Many people are symptomatic of the following conditions which also have their part in the mind-body dualism: migraines, irritable bowel syndrome, acid reflux, skin conditions such as eczema and psoriasis, chronic fatigue syndrome, weight gain or weight loss, ongoing infections and immune system difficulties etc. While all of these conditions present real physical discomfort and distress, we should not underestimate the psychological component to them. Too often, we focus on medication only and not addressing the underlying environmental factors that play a part in maintaining such symptoms. Certainly having a balanced lifestyle with good nutrition, exercise, adequate sleep and managing stress levels are essential in alleviating chronic symptoms.
So how do you change your behaviour, especially if you may not always be aware of what you are doing?
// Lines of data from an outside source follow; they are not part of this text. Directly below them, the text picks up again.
//! Change detection between successive portfolio builds

use savevault_model::{Amount, Bucket};
use std::collections::{HashMap, HashSet};

use crate::maturity_queue::MaturityQueue;
use crate::portfolio::{DepositView, Portfolio};

#[derive(Debug, Clone, PartialEq, Eq)]
pub enum WatchEvent {
    /// Reached maturity since the last build and still awaits withdrawal
    Matured { deposit_id: u64, maturity_amount: Amount },
    /// Any other bucket change
    Moved { deposit_id: u64, from: Bucket, to: Bucket },
    /// Not seen in any earlier build
    Appeared { deposit_id: u64, bucket: Bucket },
}

/// Remembers the last bucket of each deposit and the pending maturities
#[derive(Default)]
pub struct Watcher {
    last: HashMap<u64, Bucket>,
    queue: MaturityQueue,
    primed: bool,
}

impl Watcher {
    pub fn new() -> Self {
        Self::default()
    }

    /// Compare a freshly built portfolio against the previous one
    ///
    /// The first call only records state. Queued maturities are confirmed
    /// against the fresh bucket, so a deposit closed between builds is
    /// reported as moved, never as matured.
    pub fn observe(&mut self, portfolio: &Portfolio) -> Vec<WatchEvent> {
        let fresh: HashMap<u64, &DepositView> = portfolio
            .views()
            .map(|v| (v.deposit.deposit_id, v))
            .collect();

        let mut events = Vec::new();
        let mut matured = HashSet::new();
        for upcoming in self.queue.due(portfolio.now) {
            match fresh.get(&upcoming.deposit_id) {
                Some(view) if view.bucket == Bucket::Matured => {
                    matured.insert(upcoming.deposit_id);
                    events.push(WatchEvent::Matured {
                        deposit_id: upcoming.deposit_id,
                        maturity_amount: view.maturity_amount,
                    });
                }
                _ => {}
            }
        }

        for view in portfolio.views() {
            let id = view.deposit.deposit_id;
            let bucket = view.bucket;
            match self.last.insert(id, bucket) {
                Some(prev) if prev != bucket && !matured.contains(&id) => {
                    events.push(WatchEvent::Moved {
                        deposit_id: id,
                        from: prev,
                        to: bucket,
                    });
                }
                None if self.primed => events.push(WatchEvent::Appeared {
                    deposit_id: id,
                    bucket,
                }),
                _ => {}
            }
        }

        self.queue = MaturityQueue::from_views(&portfolio.active);
        self.primed = true;
        events
    }

    /// Active deposits from the latest build, earliest maturity first
    pub fn queue(&self) -> &MaturityQueue {
        &self.queue
    }
}

#[cfg(test)]
mod tests {
    use super::*;
    use crate::closed_store::ClosedDeposits;
    use crate::portfolio::build_portfolio;
    use crate::snapshot::Snapshot;
    use savevault_model::{maturity_amount, Timestamp, SECONDS_PER_DAY};

    const WALLET: &str = "0xabc0000000000000000000000000000000000001";
    const MATURITY: Timestamp = 90 * SECONDS_PER_DAY;

    fn portfolio(status: Option<u8>, now: Timestamp) -> Portfolio {
        let json = match status {
            Some(status) => format!(
                r#"{{"chainId": 1,
                "deposits": [{{"depositId": 1, "planId": 1, "principal": "1000000000",
                    "startTime": 0, "maturityTime": {MATURITY}, "lockedAprBps": 1200, "status": {status}}}],
                "userDeposits": {{"{WALLET}": [1]}}}}"#
            ),
            None => r#"{"chainId": 1}"#.to_string(),
        };
        let snapshot = Snapshot::from_json(&json).unwrap();
        build_portfolio(&snapshot, WALLET, now, &mut ClosedDeposits::new())
    }

    #[test]
    fn test_first_build_reports_nothing() {
        let mut watcher = Watcher::new();
        assert!(watcher.observe(&portfolio(Some(0), MATURITY - 5)).is_empty());
        assert_eq!(watcher.queue().len(), 1);
    }

    #[test]
    fn test_maturity_reported_once() {
        let mut watcher = Watcher::new();
        watcher.observe(&portfolio(Some(0), MATURITY - 5));

        let events = watcher.observe(&portfolio(Some(0), MATURITY + 10));
        assert_eq!(
            events,
            vec![WatchEvent::Matured {
                deposit_id: 1,
                maturity_amount: maturity_amount(1_000_000_000, 1200, 90),
            }]
        );
        assert!(watcher.queue().is_empty());
        assert!(watcher.observe(&portfolio(Some(0), MATURITY + 20)).is_empty());
    }

    #[test]
    fn test_withdrawn_between_builds_is_not_matured() {
        let mut watcher = Watcher::new();
        watcher.observe(&portfolio(Some(0), MATURITY - 5));

        let events = watcher.observe(&portfolio(Some(1), MATURITY + 10));
        assert_eq!(
            events,
            vec![WatchEvent::Moved {
                deposit_id: 1,
                from: Bucket::Active,
                to: Bucket::ClosedWithdrawn,
            }]
        );
    }

    #[test]
    fn test_renewed_between_builds_is_not_matured() {
        let mut watcher = Watcher::new();
        watcher.observe(&portfolio(Some(0), MATURITY - 5));

        let events = watcher.observe(&portfolio(Some(3), MATURITY + 10));
        assert!(!events.iter().any(|e| matches!(e, WatchEvent::Matured { .. })));
    }

    #[test]
    fn test_first_deposit_after_empty_start() {
        let mut watcher = Watcher::new();
        assert!(watcher.observe(&portfolio(None, 100)).is_empty());
        assert!(watcher.observe(&portfolio(None, 200)).is_empty());

        let events = watcher.observe(&portfolio(Some(0), 300));
        assert_eq!(
            events,
            vec![WatchEvent::Appeared {
                deposit_id: 1,
                bucket: Bucket::Active,
            }]
        );
    }
}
Bear in mind that knowledge itself is not enough to change behaviour. One needs to develop insight- that is know what you are doing and why- that is having the ability to connect the dots on just on an intellectual level but rather also on a emotional level. Once you have knowledge as well as insight, the behavioural patterns become accessible for change. Therapy employs the talking cure to facilitate the development of insight. New insights alleviate or at least minimize the symptoms presenting in the body. I often work, concurrently with other healthcare practitioners, towards managing the emotional stress and the toil that it takes on your physical body.
So consider therapy as a vehicle to overcome blind spots in order to create a better version of yourself.